Sarawak
The history of Sarawak, sprawling across northwestern Borneo, reads like Victorian melodrama, ruled from 1838 to the start of World War II by “white rajah” descendants of British adventurer James Brooke who was awarded it by the Brunei Sultanate in gratitude for his quelling tribal rebellions and driving away Bornean pirates.
GUNUNG MULU NATIONAL PARK
Premier among Sarawak’s excellent national parks, this is also the largest, 203 square miles (526 km2) deep in the rain forest. Some 20,000 faunal species include 67 mammals—sun bears, western tarsiers, macaques, leaf monkeys, and Bornean gibbons—262 birds, 281 colorful butterflies, plus 3,500 plants, 170 kinds of orchids, and one of the largest limestone cave systems in the world, dominated by razor-sharp 164-foot-high (50-m) limestone spikes known as the Pinnacles.
Over 150 miles (250 km) of caves have been explored—believed to be only about 30 percent of the total—including the largest cave chamber in the world, Sarawak Chamber, described as equal to 16 football fields, and 32-mile-long (51-km) Clearwater, with marvelous limestone formations and an exquisite clear river with scorpions, giant crickets, frogs, and centipedes. Waterseeps outside it attract superb butterflies, sometimes huge chartreuse-and-black Rajah Brooke’s birdwings, usually residents of the high canopy.
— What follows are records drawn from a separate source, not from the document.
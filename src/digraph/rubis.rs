/*!
Kernel fixpoint vectors and the Rubis best-choice recommendation.
*/
use super::{choices::KernelKind, coca::CocaDigraph, Digraph};
use crate::{algebra::sharp, datatypes::Decimal, error::Result};
use roaring::RoaringBitmap;
use std::{cmp::Ordering, fmt::Display};

/// Bipolar characteristic vector of a choice, obtained by the sharp kernel fixpoint.
#[derive(Debug, Clone, PartialEq, Eq)]
pub struct ChoiceVector {
    /// One value per action position.
    pub values: Vec<Decimal>,
    /// Mean normalized distance of the values to `Med`.
    pub determinateness: Decimal,
    /// Number of iterations performed.
    pub iterations: usize,
    /// False if the iteration cap was hit.
    pub fixpoint: bool,
}

/// Every degree of a scored choice.
#[derive(Debug, Clone, PartialEq)]
pub struct ChoiceScore {
    /// The prekernel in the positions of the augmented digraph.
    pub kernel: RoaringBitmap,
    /// The choice in the positions of the original digraph.
    pub choice: RoaringBitmap,
    /// The keys of the choice.
    pub keys: Vec<String>,
    /// Determinateness of the kernel fixpoint vector.
    pub determinateness: Decimal,
    /// Dominant resp. absorbent irredundancy.
    pub irredundancy: Decimal,
    /// Independence.
    pub independence: Decimal,
    /// Dominance.
    pub dominance: Decimal,
    /// Absorbency.
    pub absorbency: Decimal,
    /// Dominant resp. absorbent covering.
    pub covering: Decimal,
    /// The kernel fixpoint vector.
    pub vector: ChoiceVector,
}

impl Display for ChoiceScore {
    fn fmt(&self, f: &mut std::fmt::Formatter<'_>) -> std::fmt::Result {
        write!(
            f,
            "{{{}}} det {:.2}, irr {:.2}, ind {:.2}, dom {:.2}, abs {:.2}, cov {:.2}",
            self.keys.join(", "),
            self.determinateness,
            self.irredundancy,
            self.independence,
            self.dominance,
            self.absorbency,
            self.covering
        )
    }
}

/// Outcome of the Rubis best-choice recommendation.
#[derive(Debug, Clone, Default)]
pub struct RubisChoice {
    /// The first robust good choice.
    pub best: Option<ChoiceScore>,
    /// The first robust bad choice.
    pub worst: Option<ChoiceScore>,
    /// Robust potentially good choices, best first.
    pub good: Vec<ChoiceScore>,
    /// Robust potentially bad choices, worst first.
    pub bad: Vec<ChoiceScore>,
    /// Prekernels which are as dominant as absorbent.
    pub null: Vec<ChoiceScore>,
    /// Good or bad choices with a member not asserted by its own fixpoint vector.
    pub non_robust: Vec<ChoiceScore>,
}

impl Digraph {
    fn kernel_product(
        &self,
        choice: &RoaringBitmap,
        kind: KernelKind,
        vector: &[Decimal],
    ) -> Vec<Decimal> {
        let min = self.domain.min();
        (0..self.order())
            .map(|i| {
                let linked = choice
                    .iter()
                    .map(|j| j as usize)
                    .filter(|&j| j != i)
                    .map(|j| {
                        let value = match kind {
                            KernelKind::Dominant => self.relation[j][i],
                            KernelKind::Absorbent => self.relation[i][j],
                        };
                        value.min(vector[j])
                    })
                    .fold(min, Decimal::max);
                self.domain.negate(linked)
            })
            .collect()
    }

    /// Sharp fixpoint of the kernel equation restricted to a choice.
    ///
    /// Only links from (resp. into) the members of the choice are kept, all other pairs count as
    /// `Min`. Starting from `Min` and `Max` vectors, both bounds are refined by the negated max-min
    /// product until neither changes, for at most `2n²` iterations.
    pub fn choice_vector(&self, choice: &RoaringBitmap, kind: KernelKind) -> ChoiceVector {
        let n = self.order();
        let mut low = vec![self.domain.min(); n];
        let mut high = vec![self.domain.max(); n];
        let cap = (2 * n * n).max(1);
        let mut iterations = 0;
        let mut fixpoint = false;
        while iterations < cap {
            iterations += 1;
            let next_low = self.kernel_product(choice, kind, &high);
            let next_high = self.kernel_product(choice, kind, &next_low);
            if next_low == low && next_high == high {
                fixpoint = true;
                break;
            }
            low = next_low;
            high = next_high;
        }
        if !fixpoint {
            log::warn!("kernel fixpoint not reached after {cap} iterations");
        }
        let values: Vec<Decimal> = low
            .iter()
            .zip(high.iter())
            .map(|(&l, &h)| sharp(&self.domain, l, h))
            .collect();
        let total: Decimal = values.iter().map(|&v| self.domain.determination(v)).sum();
        let determinateness = total
            .checked_div(Decimal::from_int(n as i64))
            .unwrap_or_default();
        log::trace!("choice vector {:?} after {iterations} iterations", values);
        ChoiceVector {
            values,
            determinateness,
            iterations,
            fixpoint,
        }
    }

    /// Rubis best-choice recommendation on the chordless odd circuits augmented digraph.
    ///
    /// A prekernel with `d > ab` is potentially good, one with `d < ab` potentially bad, and one
    /// with `d = ab` null. Good choices are ranked by decreasing determinateness, irredundancy,
    /// independence, and dominance, then by increasing absorbency, then by decreasing covering;
    /// bad choices by the mirrored order.
    pub fn rubis_best_choice(&self) -> Result<RubisChoice> {
        log::info!("[Start] Rubis best choice of {}", self.name);
        let coca = self.coca_digraph()?;
        let digraph = coca.digraph();
        let mut kernels: Vec<RoaringBitmap> = digraph.dominant_prekernels();
        for kernel in digraph.absorbent_prekernels() {
            if !kernels.contains(&kernel) {
                kernels.push(kernel);
            }
        }
        let mut result = RubisChoice::default();
        for kernel in kernels {
            let dominance = digraph.dominance(&kernel);
            let absorbency = digraph.absorbency(&kernel);
            let kind = match dominance.cmp(&absorbency) {
                Ordering::Greater => KernelKind::Dominant,
                Ordering::Less => KernelKind::Absorbent,
                Ordering::Equal => {
                    let score = self.score(&coca, kernel, KernelKind::Dominant);
                    log::debug!("null choice {}", score);
                    result.null.push(score);
                    continue;
                }
            };
            let score = self.score(&coca, kernel, kind);
            let robust = score
                .kernel
                .iter()
                .all(|x| digraph.domain.is_positive(score.vector.values[x as usize]));
            log::debug!("{} choice {} robust: {}", kind, score, robust);
            match (robust, kind) {
                (false, _) => result.non_robust.push(score),
                (true, KernelKind::Dominant) => result.good.push(score),
                (true, KernelKind::Absorbent) => result.bad.push(score),
            }
        }
        result.good.sort_by(|a, b| {
            (b.determinateness, b.irredundancy, b.independence, b.dominance)
                .cmp(&(a.determinateness, a.irredundancy, a.independence, a.dominance))
                .then(a.absorbency.cmp(&b.absorbency))
                .then(b.covering.cmp(&a.covering))
                .then(a.keys.cmp(&b.keys))
        });
        result.bad.sort_by(|a, b| {
            (b.determinateness, b.irredundancy, b.independence, b.absorbency)
                .cmp(&(a.determinateness, a.irredundancy, a.independence, a.absorbency))
                .then(a.dominance.cmp(&b.dominance))
                .then(b.covering.cmp(&a.covering))
                .then(a.keys.cmp(&b.keys))
        });
        result.best = result.good.first().cloned();
        result.worst = result.bad.first().cloned();
        log::info!(
            "[Done] {} good, {} bad, {} null, {} non-robust choices",
            result.good.len(),
            result.bad.len(),
            result.null.len(),
            result.non_robust.len()
        );
        Ok(result)
    }

    fn score(&self, coca: &CocaDigraph, kernel: RoaringBitmap, kind: KernelKind) -> ChoiceScore {
        let digraph = coca.digraph();
        let choice = coca.flatten_choice(&kernel);
        let vector = digraph.choice_vector(&kernel, kind);
        ChoiceScore {
            keys: self.choice_keys(&choice),
            choice,
            determinateness: vector.determinateness,
            irredundancy: digraph.irredundancy(&kernel, kind),
            independence: digraph.independence(&kernel),
            dominance: digraph.dominance(&kernel),
            absorbency: digraph.absorbency(&kernel),
            covering: digraph.covering(&kernel, kind),
            vector,
            kernel,
        }
    }
}

#[cfg(test)]
mod test {
    use super::*;
    use crate::test::{crisp, valued};
    use test_log::test;

    #[test]
    fn crisp_kernel_vector() {
        let digraph = crisp(&["a", "b", "c", "d"], &[("a", "b"), ("b", "c"), ("c", "d")]);
        let choice = digraph.actions().choice(["a", "c"]).unwrap();
        let vector = digraph.choice_vector(&choice, KernelKind::Dominant);
        assert!(vector.fixpoint);
        assert_eq!(
            vector.values,
            vec![Decimal::ONE, Decimal::MINUS_ONE, Decimal::ONE, Decimal::MINUS_ONE]
        );
        assert_eq!(vector.determinateness, Decimal::ONE);

        let choice = digraph.actions().choice(["b", "d"]).unwrap();
        let vector = digraph.choice_vector(&choice, KernelKind::Absorbent);
        assert_eq!(
            vector.values,
            vec![Decimal::MINUS_ONE, Decimal::ONE, Decimal::MINUS_ONE, Decimal::ONE]
        );
    }

    #[test]
    fn valued_kernel_vector() {
        let digraph = valued(&["a", "b"], &[("a", "b", 400_000), ("b", "a", -400_000)]);
        let choice = digraph.actions().choice(["a"]).unwrap();
        let vector = digraph.choice_vector(&choice, KernelKind::Dominant);
        assert_eq!(
            vector.values,
            vec![Decimal::ONE, Decimal::from_units(-400_000)]
        );
        assert_eq!(vector.determinateness, Decimal::from_units(700_000));
    }

    #[test]
    fn best_and_worst() {
        let digraph = crisp(&["a", "b", "c", "d"], &[("a", "b"), ("b", "c"), ("c", "d")]);
        let rubis = digraph.rubis_best_choice().unwrap();
        let best = rubis.best.unwrap();
        assert_eq!(best.keys, vec!["a", "c"]);
        assert_eq!(best.dominance, Decimal::ONE);
        assert_eq!(best.absorbency, Decimal::MINUS_ONE);
        assert_eq!(rubis.worst.unwrap().keys, vec!["b", "d"]);
        assert!(rubis.null.is_empty());
        assert!(rubis.non_robust.is_empty());
        assert_eq!(rubis.good.len(), 1);
    }

    #[test]
    fn odd_circuit_is_null() {
        let digraph = crisp(&["a", "b", "c"], &[("a", "b"), ("b", "c"), ("c", "a")]);
        let rubis = digraph.rubis_best_choice().unwrap();
        assert!(rubis.best.is_none());
        assert!(rubis.worst.is_none());
        assert_eq!(rubis.null.len(), 1);
        assert_eq!(rubis.null[0].keys, vec!["a", "b", "c"]);
    }

    #[test]
    fn dominant_circuit() {
        // the circuit a, b, c dominates d
        let digraph = crisp(
            &["a", "b", "c", "d"],
            &[("a", "b"), ("b", "c"), ("c", "a"), ("a", "d"), ("b", "d"), ("c", "d")],
        );
        let rubis = digraph.rubis_best_choice().unwrap();
        assert_eq!(rubis.best.unwrap().keys, vec!["a", "b", "c"]);
        assert_eq!(rubis.worst.unwrap().keys, vec!["d"]);
    }
}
Deer Cave is home to nearly a million free-tailed bats which stream out en masse each evening to return at dawn minus a few picked off by waiting bat hawks, their routine duplicated in reverse by daylight-foraging cave swiftlets famous for their saliva-constructed nests, prime ingredient in bird’s nest soup. (Similar bat and swift colonies are present in the huge Great Cave in Niah National Park near Miri, noted for evidence of human life dating back 40,000 years.) near Miri, noted for evidence of human life dating back 40,000 years.)
Eight species of prehistoric-looking hornbills are here, including two of the rarest and largest—helmeted and rhinoceros.
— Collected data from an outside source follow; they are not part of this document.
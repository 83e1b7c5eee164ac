use std::{sync::Arc, time::Duration};

use gsm_circuit::{CircuitGate, EndpointKey, Outcome};
use gsm_credentials::{CredentialCache, CredentialError, ProviderId};
use gsm_telemetry::{TelemetryLabels, record_counter, record_histogram};
use time::OffsetDateTime;
use tokio::time::Instant;
use tracing::{Instrument, debug, info_span, warn};

use crate::{CallAttempt, CallFailure, ExecError, OutboundCall, RetryPolicy};

/// Who is calling what: the credential to use and the endpoint to gate on.
#[derive(Debug, Clone, PartialEq, Eq)]
pub struct CallTarget {
    pub provider: ProviderId,
    pub principal: String,
    pub endpoint: EndpointKey,
}

impl CallTarget {
    pub fn new(provider: ProviderId, principal: impl Into<String>, operation: &str) -> Self {
        let endpoint = EndpointKey::new(provider.as_str(), operation);
        Self {
            provider,
            principal: principal.into(),
            endpoint,
        }
    }
}

/// Runs outbound operations through the circuit gate and the credential
/// cache, retrying transient failures with jittered exponential backoff.
///
/// Every attempt runs on its own task. Dropping the future returned by
/// [`ResilientExecutor::execute`] stops further attempts, but an attempt
/// already dispatched runs to completion and still reports to the gate.
#[derive(Clone)]
pub struct ResilientExecutor {
    credentials: CredentialCache,
    gate: CircuitGate,
    policy: RetryPolicy,
}

impl ResilientExecutor {
    pub fn new(credentials: CredentialCache, gate: CircuitGate, policy: RetryPolicy) -> Self {
        Self {
            credentials,
            gate,
            policy,
        }
    }

    pub fn gate(&self) -> &CircuitGate {
        &self.gate
    }

    pub fn credentials(&self) -> &CredentialCache {
        &self.credentials
    }

    pub fn policy(&self) -> &RetryPolicy {
        &self.policy
    }

    pub async fn execute<O>(&self, target: &CallTarget, op: Arc<O>) -> Result<O::Output, ExecError>
    where
        O: OutboundCall,
    {
        let span = info_span!(
            "resilience.execute",
            endpoint = %target.endpoint,
            principal = %target.principal
        );
        self.run(target, op).instrument(span).await
    }

    async fn run<O>(&self, target: &CallTarget, op: Arc<O>) -> Result<O::Output, ExecError>
    where
        O: OutboundCall,
    {
        let max_attempts = self.policy.max_attempts();
        let mut attempts: Vec<CallAttempt> = Vec::new();
        let mut rejected_once = false;
        let mut attempt = 0u32;

        loop {
            attempt += 1;
            let permit = match self.gate.allow(&target.endpoint) {
                Ok(permit) => permit,
                Err(open) => {
                    record_counter(
                        "resilience_attempt_total",
                        1,
                        &TelemetryLabels::endpoint(target.endpoint.as_str())
                            .with("outcome", "circuit_open"),
                    );
                    debug!(attempt, retry_in = ?open.retry_in, "circuit open, not calling");
                    return Err(ExecError::CircuitOpen {
                        endpoint: open.endpoint,
                        retry_in: open.retry_in,
                        attempts,
                    });
                }
            };

            let started_at = OffsetDateTime::now_utc();
            let clock = Instant::now();
            let credential = match self
                .credentials
                .acquire(&target.provider, &target.principal)
                .await
            {
                Ok(credential) => credential,
                Err(err @ CredentialError::AuthFailure { .. }) => {
                    // Nothing reached the endpoint; the permit is released unrecorded.
                    drop(permit);
                    warn!(error = %err, "credential permanently invalid");
                    return Err(ExecError::AuthFailure(err));
                }
                Err(err @ CredentialError::RefreshUnavailable { .. }) => {
                    drop(permit);
                    attempts.push(CallAttempt {
                        attempt,
                        started_at,
                        outcome: Outcome::TransientFailure,
                        latency: clock.elapsed(),
                        detail: Some(err.to_string()),
                    });
                    self.record_attempt(target, "refresh_unavailable", clock.elapsed());
                    if attempt >= max_attempts {
                        return Err(ExecError::RefreshUnavailable(err));
                    }
                    self.backoff(attempt, None, &err.to_string()).await;
                    continue;
                }
            };

            let gate = self.gate.clone();
            let call = Arc::clone(&op);
            let handle = tokio::spawn(async move {
                let result = call.call(&credential).await;
                let outcome = match &result {
                    Ok(_) => Outcome::Success,
                    Err(failure) => failure.health_outcome(),
                };
                gate.record_outcome(permit, outcome);
                result
            });
            let result = match handle.await {
                Ok(result) => result,
                Err(err) => Err(CallFailure::permanent(format!("attempt task failed: {err}"))),
            };
            let latency = clock.elapsed();

            match result {
                Ok(output) => {
                    self.record_attempt(target, "success", latency);
                    attempts.push(CallAttempt {
                        attempt,
                        started_at,
                        outcome: Outcome::Success,
                        latency,
                        detail: None,
                    });
                    debug!(attempt, latency_ms = latency.as_millis() as u64, "call succeeded");
                    return Ok(output);
                }
                Err(failure) => {
                    let label = match &failure {
                        CallFailure::Transient { .. } => "transient",
                        CallFailure::Permanent { .. } => "permanent",
                        CallFailure::CredentialRejected { .. } => "credential_rejected",
                    };
                    self.record_attempt(target, label, latency);
                    attempts.push(CallAttempt {
                        attempt,
                        started_at,
                        outcome: failure.health_outcome(),
                        latency,
                        detail: Some(failure.reason().to_string()),
                    });

                    match failure {
                        CallFailure::Permanent { reason } => {
                            warn!(attempt, %reason, "permanent failure, not retrying");
                            return Err(ExecError::Permanent {
                                endpoint: target.endpoint.clone(),
                                reason,
                                attempts,
                            });
                        }
                        CallFailure::CredentialRejected { reason } => {
                            self.credentials
                                .invalidate(&target.provider, &target.principal);
                            // A freshly refreshed credential being refused as
                            // well is not going to change on retry.
                            if rejected_once || attempt >= max_attempts {
                                warn!(attempt, %reason, "credential rejected again");
                                return Err(ExecError::Permanent {
                                    endpoint: target.endpoint.clone(),
                                    reason,
                                    attempts,
                                });
                            }
                            rejected_once = true;
                            debug!(
                                attempt,
                                %reason,
                                "credential rejected, refreshing before retry"
                            );
                        }
                        CallFailure::Transient {
                            reason,
                            retry_after,
                        } => {
                            if attempt >= max_attempts {
                                warn!(attempt, %reason, "retries exhausted");
                                return Err(ExecError::RetriesExhausted {
                                    endpoint: target.endpoint.clone(),
                                    attempts,
                                    last_error: reason,
                                });
                            }
                            self.backoff(attempt, retry_after, &reason).await;
                        }
                    }
                }
            }
        }
    }

    async fn backoff(&self, attempt: u32, retry_after: Option<Duration>, reason: &str) {
        let delay = self.policy.delay_for(attempt, retry_after);
        warn!(
            attempt,
            delay_ms = delay.as_millis() as u64,
            %reason,
            "transient failure, retrying"
        );
        tokio::time::sleep(delay).await;
    }

    fn record_attempt(&self, target: &CallTarget, outcome: &'static str, latency: Duration) {
        let labels = TelemetryLabels::endpoint(target.endpoint.as_str()).with("outcome", outcome);
        record_counter("resilience_attempt_total", 1, &labels);
        record_histogram(
            "resilience_attempt_latency_ms",
            latency.as_secs_f64() * 1000.0,
            &labels,
        );
    }
}

#[cfg(test)]
mod tests {
    use super::*;

    #[test]
    fn target_endpoint_combines_provider_and_operation() {
        let target = CallTarget::new(ProviderId::new("gmail"), "inbox@acme.test", "send");
        assert_eq!(target.endpoint.as_str(), "gmail:send");
        assert_eq!(target.principal, "inbox@acme.test");
    }
}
The Pinnacles, an awesome stone forest halfway up Gunung Api, is a three-day trek, only for the fit, rewarded by spectacular scenery. A little longer—perhaps four days—and equally rewarding is the climb up 7,800-foot (2,377-m) Gunung Mulu.
The park, with accommodations (often booked well ahead), is reachable by air daily from Biriand Limbang.
Threats include continued logging, especially along riverbanks, despite international publicity describing vigorous protests by local tribesmen. But loggers have strong political support. Hunting,especially for large animals, also is a major threat. Few remain in areas within a day’s walk of park headquarters.
ALSO OF INTEREST
An exciting new conservation area is Lanjak-Entimau adjoining Batang Ai National Park and,across the border in Kalimantan, Bentuang-Karimum National Parkin an international joint venture covering altogether some 2.47 million acres (about 1 million ha) of mountainous virgin rain forest, home to more than 1,000 orangutans, more than 20,000 Bornean gibbons, important rhino and clouded leopard populations, and other rare and endangered flora and fauna. More than 1,000 tree species have been found of such value that several sites have been set aside as gene banks and seed sources for the future.
More than 200 bird species include half of all known Bornean endemics, with rare Bulwer’s pheasants, gray-headed fish-eagles, Wallace’s hawk-eagles and seven kinds of hornbills, including the wrinkled, helmeted, and rhinoceros. Preliminary inventories have found more than a half dozen new species of fish, crabs, and frogs alone, including a tiny adult frog just 0.4 inch (1 cm) long.
Of some 140 plant species used in traditional native medicine, ecologists are investigating some used for birth control, infertility, and varied disorders, including two found to be AIDS inhibitors.
Bako National Park is an accessible reserve in Sarawak, with beautiful scenery and excellent chances to get good views of proboscis monkeys, bearded pigs, silvered leaf monkeys, colugos (aka flying lemurs), and otters. Bako also has spectacular forest formations, including tropical heath forest with many pitcher plants.
Best places to get a good look at orangutans are at three centers where orphaned, injured, or otherwise needy individuals are rehabilitated for release in the wild: Sepilok Forest Reserve in Sabah, 45 minutes by bus and minibus from Sandakan which is on the local air network; Semenggok, reachable by bus 12 miles (20 km) from Kuching in Sarawak; Matang Wildlife Center, 15 miles (25km) from Kuching. Other species are rehabilitated at these as well, and there are walking trails.